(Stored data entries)

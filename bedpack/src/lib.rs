//! Places rectangular boxes on a rectangular or round build bed without overlap,
//! using a greedy spiral heuristic backed by convex hull geometry.

/// Entities to model a build bed and the boxes placed on it
pub mod entities;

/// Geometric primitives and the convex hull engine
pub mod geometry;

/// Importing bed and box descriptions into, and exporting placements out of this library
pub mod io;

/// Helper functions which do not belong to any specific module
pub mod util;
mod bed_to_svg;
pub mod svg_util;

#[doc(inline)]
pub use bed_to_svg::bed_to_svg;
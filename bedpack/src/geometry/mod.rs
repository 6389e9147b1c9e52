/// Monotone chain convex hull and the hull containment/disjointness predicates
pub mod convex_hull;

pub mod geo_enums;
pub mod primitives;

#[doc(inline)]
pub use geo_enums::Containment;
#[doc(inline)]
pub use geo_enums::Corner;
#[doc(inline)]
pub use geo_enums::TestShape;
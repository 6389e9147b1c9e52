use anyhow::Result;
use bedpack::entities::Bed;
use bedpack::geometry::primitives::{Point, Rect};
use bedpack::io::export::{export_box, export_point};
use bedpack::io::ext_repr::{ExtBed, ExtBox, ExtJob, ExtPlacement};
use bedpack::io::import::Importer;
use itertools::Itertools;
use log::{debug, info, warn};

use crate::config::SpiralConfig;

/// Places boxes one after the other on a [`Bed`], spiralling outwards from its center.
pub struct SpiralPacker {
    pub bed: Bed,
    n_placed: usize,
    n_failed: usize,
}

impl SpiralPacker {
    pub fn new(bed: Bed) -> Self {
        Self {
            bed,
            n_placed: 0,
            n_failed: 0,
        }
    }

    /// Builds the bed described by `ext_bed` and restores `current_boxes` on it.
    pub fn from_ext(importer: &Importer, ext_bed: &ExtBed, current_boxes: &[ExtBox]) -> Result<Self> {
        let bed = importer.import_bed(ext_bed)?;
        let current: Vec<Rect> = current_boxes
            .iter()
            .map(|ext_box| importer.import_box(ext_box))
            .collect::<Result<_>>()?;

        let mut packer = Self::new(bed);
        packer.replay(&current);
        Ok(packer)
    }

    /// Restores boxes at their own center, without checking whether they fit.
    /// The last one becomes the anchor for the next placement.
    pub fn replay(&mut self, boxes: &[Rect]) {
        for rect in boxes {
            self.bed.add_box_at_position(*rect, rect.center());
        }
        debug!("[SPIRAL] restored {} boxes", boxes.len());
    }

    pub fn place(&mut self, new_box: Rect) -> Option<Point> {
        let position = self.bed.add_box(new_box);
        match position {
            Some(p) => {
                self.n_placed += 1;
                info!(
                    "[SPIRAL] placed {} x {} box at {p} ({} on bed)",
                    new_box.width(),
                    new_box.height(),
                    self.bed.placed_boxes().len()
                );
            }
            None => {
                self.n_failed += 1;
                warn!(
                    "[SPIRAL] no position found for {} x {} box",
                    new_box.width(),
                    new_box.height()
                );
            }
        }
        position
    }

    pub fn place_all(&mut self, new_boxes: impl IntoIterator<Item = Rect>) -> Vec<Option<Point>> {
        let positions = new_boxes.into_iter().map(|b| self.place(b)).collect_vec();
        self.log_summary();
        positions
    }

    pub fn log_summary(&self) {
        info!(
            "[SPIRAL] finished, {} placed, {} failed, density: {:.3}%",
            self.n_placed,
            self.n_failed,
            self.bed.density() * 100.0
        );
    }

    pub fn n_placed(&self) -> usize {
        self.n_placed
    }

    pub fn n_failed(&self) -> usize {
        self.n_failed
    }
}

/// Finds a position for `new_box` on a bed already holding `current_boxes`.
/// Returns the center the box should be moved to, or `None` if it does not fit.
pub fn add_box(
    ext_bed: &ExtBed,
    new_box: &ExtBox,
    current_boxes: &[ExtBox],
    config: SpiralConfig,
) -> Result<Option<Point>> {
    let importer = Importer::new(config.bed_config);
    let mut packer = SpiralPacker::from_ext(&importer, ext_bed, current_boxes)?;
    let new_box = importer.import_box(new_box)?;
    Ok(packer.place(new_box))
}

/// Same as [`add_box`] for several boxes, placed in the given order.
/// Boxes that do not fit get `None` and do not affect the boxes after them.
pub fn add_boxes(
    ext_bed: &ExtBed,
    new_boxes: &[ExtBox],
    current_boxes: &[ExtBox],
    config: SpiralConfig,
) -> Result<Vec<Option<Point>>> {
    let importer = Importer::new(config.bed_config);
    let mut packer = SpiralPacker::from_ext(&importer, ext_bed, current_boxes)?;
    let new_boxes: Vec<Rect> = new_boxes
        .iter()
        .map(|ext_box| importer.import_box(ext_box))
        .collect::<Result<_>>()?;
    Ok(packer.place_all(new_boxes))
}

/// Places all new boxes of `ext_job`.
/// The job's margin, if present, overrides the one in `config`.
pub fn solve(ext_job: &ExtJob, config: SpiralConfig) -> Result<(Bed, Vec<ExtPlacement>)> {
    let config = config.with_margin(ext_job.margin);
    let importer = Importer::new(config.bed_config);
    let mut packer = SpiralPacker::from_ext(&importer, &ext_job.bed, &ext_job.current_boxes)?;

    info!(
        "[SPIRAL] placing {} boxes on a {:?} bed holding {} boxes, margin: {}",
        ext_job.new_boxes.len(),
        packer.bed.shape(),
        ext_job.current_boxes.len(),
        packer.bed.margin()
    );

    let mut placements = Vec::with_capacity(ext_job.new_boxes.len());
    for ext_box in &ext_job.new_boxes {
        let new_box = importer.import_box(ext_box)?;
        let placement = match packer.place(new_box) {
            Some(p) => ExtPlacement {
                ext_box: export_box(&new_box.translated(p)),
                position: Some(export_point(p)),
            },
            None => ExtPlacement {
                ext_box: *ext_box,
                position: None,
            },
        };
        placements.push(placement);
    }
    packer.log_summary();

    Ok((packer.bed, placements))
}
use crate::geometry::primitives::{Point, Rect};

/// Position of a shape relative to a convex hull.
/// Ordered so that `Outside < OnBoundary < Inside`.
#[derive(Clone, Copy, Debug, PartialEq, Eq, PartialOrd, Ord, Hash)]
pub enum Containment {
    /// At least one test point lies strictly outside the hull
    Outside,
    /// Every test point lies on the boundary of the hull
    OnBoundary,
    /// No test point lies outside, and at least one lies strictly inside
    Inside,
}

impl Containment {
    /// Numeric encoding: 1 for inside, 0 for on the boundary, -1 for outside.
    pub fn as_i8(self) -> i8 {
        match self {
            Containment::Outside => -1,
            Containment::OnBoundary => 0,
            Containment::Inside => 1,
        }
    }

    /// True for [`Containment::Inside`] and [`Containment::OnBoundary`]
    pub fn is_contained(self) -> bool {
        self >= Containment::OnBoundary
    }
}

/// Selector for a corner of a [`Rect`].
#[derive(Clone, Copy, Debug, PartialEq, Eq, Hash)]
pub enum Corner {
    /// Bottom left (`min`)
    Dl,
    /// Bottom right
    Dr,
    /// Top right (`max`)
    Tr,
    /// Top left
    Tl,
}

impl Corner {
    /// Counter-clockwise order starting at the bottom left corner
    pub const CCW: [Corner; 4] = [Corner::Dl, Corner::Dr, Corner::Tr, Corner::Tl];
}

/// A shape that can be tested against a convex hull.
#[derive(Clone, Copy, Debug, PartialEq)]
pub enum TestShape {
    Point(Point),
    Rect(Rect),
}

impl TestShape {
    /// The points that are tested against a hull: the point itself, or the four corners of the rectangle.
    pub fn test_points(&self) -> Vec<Point> {
        match self {
            TestShape::Point(p) => vec![*p],
            TestShape::Rect(r) => r.corners().to_vec(),
        }
    }
}

impl From<Point> for TestShape {
    fn from(p: Point) -> Self {
        TestShape::Point(p)
    }
}

impl From<Rect> for TestShape {
    fn from(r: Rect) -> Self {
        TestShape::Rect(r)
    }
}

impl From<&Rect> for TestShape {
    fn from(r: &Rect) -> Self {
        TestShape::Rect(*r)
    }
}
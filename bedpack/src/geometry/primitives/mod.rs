mod point;
mod rect;

#[doc(inline)]
pub use point::Point;
#[doc(inline)]
pub use rect::Rect;
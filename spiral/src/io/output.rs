use bedpack::io::ext_repr::{ExtJob, ExtPlacement};
use serde::{Deserialize, Serialize};

use crate::config::SpiralConfig;

/// Everything written to the solution file: the job as it was read, where every new box ended up and the config used
#[derive(Serialize, Deserialize, Clone, Debug)]
pub struct SpiralOutput {
    #[serde(flatten)]
    pub job: ExtJob,
    /// One entry per new box, in the order of `newBoxes`
    pub placements: Vec<ExtPlacement>,
    pub config: SpiralConfig,
}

__Task statement__
Which lines above contain the word "None"? List them.

__Task output__
            None => {
/// Returns the center the box should be moved to, or `None` if it does not fit.
/// Boxes that do not fit get `None` and do not affect the boxes after them.
            None => ExtPlacement {
                position: None,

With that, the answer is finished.